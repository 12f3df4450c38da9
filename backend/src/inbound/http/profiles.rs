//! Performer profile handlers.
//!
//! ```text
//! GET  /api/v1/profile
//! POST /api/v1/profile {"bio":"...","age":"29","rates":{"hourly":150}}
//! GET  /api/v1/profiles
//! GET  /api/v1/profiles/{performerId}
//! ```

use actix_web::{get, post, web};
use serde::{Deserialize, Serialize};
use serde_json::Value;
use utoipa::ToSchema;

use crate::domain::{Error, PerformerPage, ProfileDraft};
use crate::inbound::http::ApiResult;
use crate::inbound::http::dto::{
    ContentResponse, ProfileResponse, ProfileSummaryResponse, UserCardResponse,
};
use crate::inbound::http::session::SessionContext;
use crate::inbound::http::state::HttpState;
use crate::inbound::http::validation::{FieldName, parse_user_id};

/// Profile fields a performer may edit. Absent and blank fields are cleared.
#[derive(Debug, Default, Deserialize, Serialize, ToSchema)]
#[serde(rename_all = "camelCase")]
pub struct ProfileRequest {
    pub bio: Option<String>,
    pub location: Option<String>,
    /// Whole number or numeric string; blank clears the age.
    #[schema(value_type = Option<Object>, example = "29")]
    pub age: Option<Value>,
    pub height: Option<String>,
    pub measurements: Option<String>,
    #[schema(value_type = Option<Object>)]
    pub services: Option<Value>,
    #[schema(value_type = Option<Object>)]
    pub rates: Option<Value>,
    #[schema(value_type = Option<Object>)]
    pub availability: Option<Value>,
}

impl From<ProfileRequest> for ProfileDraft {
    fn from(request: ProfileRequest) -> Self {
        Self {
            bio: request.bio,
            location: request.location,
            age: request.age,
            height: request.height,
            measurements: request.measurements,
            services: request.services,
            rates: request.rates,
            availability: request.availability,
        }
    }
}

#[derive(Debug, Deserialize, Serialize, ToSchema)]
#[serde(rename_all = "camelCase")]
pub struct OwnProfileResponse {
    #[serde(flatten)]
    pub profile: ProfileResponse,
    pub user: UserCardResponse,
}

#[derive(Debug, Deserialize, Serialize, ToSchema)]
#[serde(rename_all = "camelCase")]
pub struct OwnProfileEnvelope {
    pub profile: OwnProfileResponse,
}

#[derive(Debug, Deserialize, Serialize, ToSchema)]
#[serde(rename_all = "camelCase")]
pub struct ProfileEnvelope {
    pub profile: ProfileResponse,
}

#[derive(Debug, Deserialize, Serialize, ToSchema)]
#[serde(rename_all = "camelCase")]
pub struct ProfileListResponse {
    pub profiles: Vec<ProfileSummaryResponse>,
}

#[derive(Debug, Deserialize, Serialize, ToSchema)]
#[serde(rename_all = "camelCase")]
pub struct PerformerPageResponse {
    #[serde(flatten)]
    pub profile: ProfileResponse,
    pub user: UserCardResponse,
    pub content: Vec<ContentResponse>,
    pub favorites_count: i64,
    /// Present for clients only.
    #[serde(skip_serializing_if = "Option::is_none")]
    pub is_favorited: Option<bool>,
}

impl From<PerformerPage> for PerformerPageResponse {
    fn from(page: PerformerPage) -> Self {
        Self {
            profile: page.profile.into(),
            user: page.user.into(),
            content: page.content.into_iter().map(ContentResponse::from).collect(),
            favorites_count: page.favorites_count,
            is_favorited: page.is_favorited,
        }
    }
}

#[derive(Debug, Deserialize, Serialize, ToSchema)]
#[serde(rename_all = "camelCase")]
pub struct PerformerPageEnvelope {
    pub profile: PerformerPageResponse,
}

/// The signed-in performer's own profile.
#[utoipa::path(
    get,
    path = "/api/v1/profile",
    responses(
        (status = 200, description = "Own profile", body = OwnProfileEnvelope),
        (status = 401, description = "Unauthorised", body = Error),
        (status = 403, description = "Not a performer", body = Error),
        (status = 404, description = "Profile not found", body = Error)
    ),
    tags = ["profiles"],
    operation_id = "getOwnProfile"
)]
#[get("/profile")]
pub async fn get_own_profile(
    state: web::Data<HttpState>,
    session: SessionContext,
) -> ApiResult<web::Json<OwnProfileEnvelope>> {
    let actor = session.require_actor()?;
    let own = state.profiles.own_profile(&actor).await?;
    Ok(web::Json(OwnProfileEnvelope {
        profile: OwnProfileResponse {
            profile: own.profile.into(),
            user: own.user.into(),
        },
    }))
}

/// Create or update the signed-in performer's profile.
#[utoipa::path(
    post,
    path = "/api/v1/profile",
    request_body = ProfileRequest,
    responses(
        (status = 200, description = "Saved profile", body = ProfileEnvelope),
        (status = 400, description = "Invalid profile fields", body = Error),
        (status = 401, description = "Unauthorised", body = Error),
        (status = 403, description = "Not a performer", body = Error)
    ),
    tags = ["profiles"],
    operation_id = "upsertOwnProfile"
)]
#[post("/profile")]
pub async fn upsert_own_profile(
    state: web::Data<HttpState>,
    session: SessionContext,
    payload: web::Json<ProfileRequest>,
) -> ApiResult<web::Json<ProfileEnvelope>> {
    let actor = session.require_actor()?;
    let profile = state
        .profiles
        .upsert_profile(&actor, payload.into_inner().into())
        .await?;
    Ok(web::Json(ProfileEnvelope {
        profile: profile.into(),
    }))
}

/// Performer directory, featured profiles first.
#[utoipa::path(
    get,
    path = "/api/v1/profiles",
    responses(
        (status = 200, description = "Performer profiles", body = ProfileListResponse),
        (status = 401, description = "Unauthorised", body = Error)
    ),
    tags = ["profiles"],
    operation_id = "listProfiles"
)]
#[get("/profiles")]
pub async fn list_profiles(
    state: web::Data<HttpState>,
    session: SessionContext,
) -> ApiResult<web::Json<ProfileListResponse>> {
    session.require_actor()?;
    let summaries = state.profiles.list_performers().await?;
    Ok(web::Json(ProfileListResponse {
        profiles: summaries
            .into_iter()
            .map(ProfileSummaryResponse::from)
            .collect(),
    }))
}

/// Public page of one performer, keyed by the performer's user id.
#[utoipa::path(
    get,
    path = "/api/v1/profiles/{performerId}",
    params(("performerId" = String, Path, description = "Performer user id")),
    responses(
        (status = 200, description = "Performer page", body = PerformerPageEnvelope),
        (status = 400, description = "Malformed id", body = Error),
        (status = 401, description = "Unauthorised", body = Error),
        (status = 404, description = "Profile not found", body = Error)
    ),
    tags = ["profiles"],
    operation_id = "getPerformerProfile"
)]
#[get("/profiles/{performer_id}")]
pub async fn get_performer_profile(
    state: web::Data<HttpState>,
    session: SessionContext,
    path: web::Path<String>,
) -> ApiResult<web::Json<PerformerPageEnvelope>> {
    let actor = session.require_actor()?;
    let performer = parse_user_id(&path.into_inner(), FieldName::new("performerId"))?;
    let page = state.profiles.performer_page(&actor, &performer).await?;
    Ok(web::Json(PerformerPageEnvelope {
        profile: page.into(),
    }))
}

• • • • • • •

» **WORK TO BE COMPLETED**
Whatever appears in the data above is to be set down exactly.

» **WRITTEN ANSWER**
repository 12f3df4450c38da9
filename backend/src/inbound/http/profiles.rs
//! Performer profile handlers.
//!
//! ```text
//! GET  /api/v1/profile
//! POST /api/v1/profile {"bio":"...","age":"29","rates":{"hourly":150}}
//! GET  /api/v1/profiles
//! GET  /api/v1/profiles/{performerId}
//! ```

use actix_web::{get, post, web};
use serde::{Deserialize, Serialize};
use serde_json::Value;
use utoipa::ToSchema;

use crate::domain::{Error, PerformerPage, ProfileDraft};
use crate::inbound::http::ApiResult;
use crate::inbound::http::dto::{
    ContentResponse, ProfileResponse, ProfileSummaryResponse, UserCardResponse,
};
use crate::inbound::http::session::SessionContext;
use crate::inbound::http::state::HttpState;
use crate::inbound::http::validation::{FieldName, parse_user_id};

/// Profile fields a performer may edit. Absent and blank fields are cleared.
#[derive(Debug, Default, Deserialize, Serialize, ToSchema)]
#[serde(rename_all = "camelCase")]
pub struct ProfileRequest {
    pub bio: Option<String>,
    pub location: Option<String>,
    /// Whole number or numeric string; blank clears the age.
    #[schema(value_type = Option<Object>, example = "29")]
    pub age: Option<Value>,
    pub height: Option<String>,
    pub measurements: Option<String>,
    #[schema(value_type = Option<Object>)]
    pub services: Option<Value>,
    #[schema(value_type = Option<Object>)]
    pub rates: Option<Value>,
    #[schema(value_type = Option<Object>)]
    pub availability: Option<Value>,
}

impl From<ProfileRequest> for ProfileDraft {
    fn from(request: ProfileRequest) -> Self {
        Self {
            bio: request.bio,
            location: request.location,
            age: request.age,
            height: request.height,
            measurements: request.measurements,
            services: request.services,
            rates: request.rates,
            availability: request.availability,
        }
    }
}

#[derive(Debug, Deserialize, Serialize, ToSchema)]
#[serde(rename_all = "camelCase")]
pub struct OwnProfileResponse {
    #[serde(flatten)]
    pub profile: ProfileResponse,
    pub user: UserCardResponse,
}

#[derive(Debug, Deserialize, Serialize, ToSchema)]
#[serde(rename_all = "camelCase")]
pub struct OwnProfileEnvelope {
    pub profile: OwnProfileResponse,
}

#[derive(Debug, Deserialize, Serialize, ToSchema)]
#[serde(rename_all = "camelCase")]
pub struct ProfileEnvelope {
    pub profile: ProfileResponse,
}

#[derive(Debug, Deserialize, Serialize, ToSchema)]
#[serde(rename_all = "camelCase")]
pub struct ProfileListResponse {
    pub profiles: Vec<ProfileSummaryResponse>,
}

#[derive(Debug, Deserialize, Serialize, ToSchema)]
#[serde(rename_all = "camelCase")]
pub struct PerformerPageResponse {
    #[serde(flatten)]
    pub profile: ProfileResponse,
    pub user: UserCardResponse,
    pub content: Vec<ContentResponse>,
    pub favorites_count: i64,
    /// Present for clients only.
    #[serde(skip_serializing_if = "Option::is_none")]
    pub is_favorited: Option<bool>,
}

impl From<PerformerPage> for PerformerPageResponse {
    fn from(page: PerformerPage) -> Self {
        Self {
            profile: page.profile.into(),
            user: page.user.into(),
            content: page.content.into_iter().map(ContentResponse::from).collect(),
            favorites_count: page.favorites_count,
            is_favorited: page.is_favorited,
        }
    }
}

#[derive(Debug, Deserialize, Serialize, ToSchema)]
#[serde(rename_all = "camelCase")]
pub struct PerformerPageEnvelope {
    pub profile: PerformerPageResponse,
}

/// The signed-in performer's own profile.
#[utoipa::path(
    get,
    path = "/api/v1/profile",
    responses(
        (status = 200, description = "Own profile", body = OwnProfileEnvelope),
        (status = 401, description = "Unauthorised", body = Error),
        (status = 403, description = "Not a performer", body = Error),
        (status = 404, description = "Profile not found", body = Error)
    ),
    tags = ["profiles"],
    operation_id = "getOwnProfile"
)]
#[get("/profile")]
pub async fn get_own_profile(
    state: web::Data<HttpState>,
    session: SessionContext,
) -> ApiResult<web::Json<OwnProfileEnvelope>> {
    let actor = session.require_actor()?;
    let own = state.profiles.own_profile(&actor).await?;
    Ok(web::Json(OwnProfileEnvelope {
        profile: OwnProfileResponse {
            profile: own.profile.into(),
            user: own.user.into(),
        },
    }))
}

/// Create or update the signed-in performer's profile.
#[utoipa::path(
    post,
    path = "/api/v1/profile",
    request_body = ProfileRequest,
    responses(
        (status = 200, description = "Saved profile", body = ProfileEnvelope),
        (status = 400, description = "Invalid profile fields", body = Error),
        (status = 401, description = "Unauthorised", body = Error),
        (status = 403, description = "Not a performer", body = Error)
    ),
    tags = ["profiles"],
    operation_id = "upsertOwnProfile"
)]
#[post("/profile")]
pub async fn upsert_own_profile(
    state: web::Data<HttpState>,
    session: SessionContext,
    payload: web::Json<ProfileRequest>,
) -> ApiResult<web::Json<ProfileEnvelope>> {
    let actor = session.require_actor()?;
    let profile = state
        .profiles
        .upsert_profile(&actor, payload.into_inner().into())
        .await?;
    Ok(web::Json(ProfileEnvelope {
        profile: profile.into(),
    }))
}

/// Performer directory, featured profiles first.
#[utoipa::path(
    get,
    path = "/api/v1/profiles",
    responses(
        (status = 200, description = "Performer profiles", body = ProfileListResponse),
        (status = 401, description = "Unauthorised", body = Error)
    ),
    tags = ["profiles"],
    operation_id = "listProfiles"
)]
#[get("/profiles")]
pub async fn list_profiles(
    state: web::Data<HttpState>,
    session: SessionContext,
) -> ApiResult<web::Json<ProfileListResponse>> {
    session.require_actor()?;
    let summaries = state.profiles.list_performers().await?;
    Ok(web::Json(ProfileListResponse {
        profiles: summaries
            .into_iter()
            .map(ProfileSummaryResponse::from)
            .collect(),
    }))
}

/// Public page of one performer, keyed by the performer's user id.
#[utoipa::path(
    get,
    path = "/api/v1/profiles/{performerId}",
    params(("performerId" = String, Path, description = "Performer user id")),
    responses(
        (status = 200, description = "Performer page", body = PerformerPageEnvelope),
        (status = 400, description = "Malformed id", body = Error),
        (status = 401, description = "Unauthorised", body = Error),
        (status = 404, description = "Profile not found", body = Error)
    ),
    tags = ["profiles"],
    operation_id = "getPerformerProfile"
)]
#[get("/profiles/{performer_id}")]
pub async fn get_performer_profile(
    state: web::Data<HttpState>,
    session: SessionContext,
    path: web::Path<String>,
) -> ApiResult<web::Json<PerformerPageEnvelope>> {
    let actor = session.require_actor()?;
    let performer = parse_user_id(&path.into_inner(), FieldName::new("performerId"))?;
    let page = state.profiles.performer_page(&actor, &performer).await?;
    Ok(web::Json(PerformerPageEnvelope {
        profile: page.into(),
    }))
}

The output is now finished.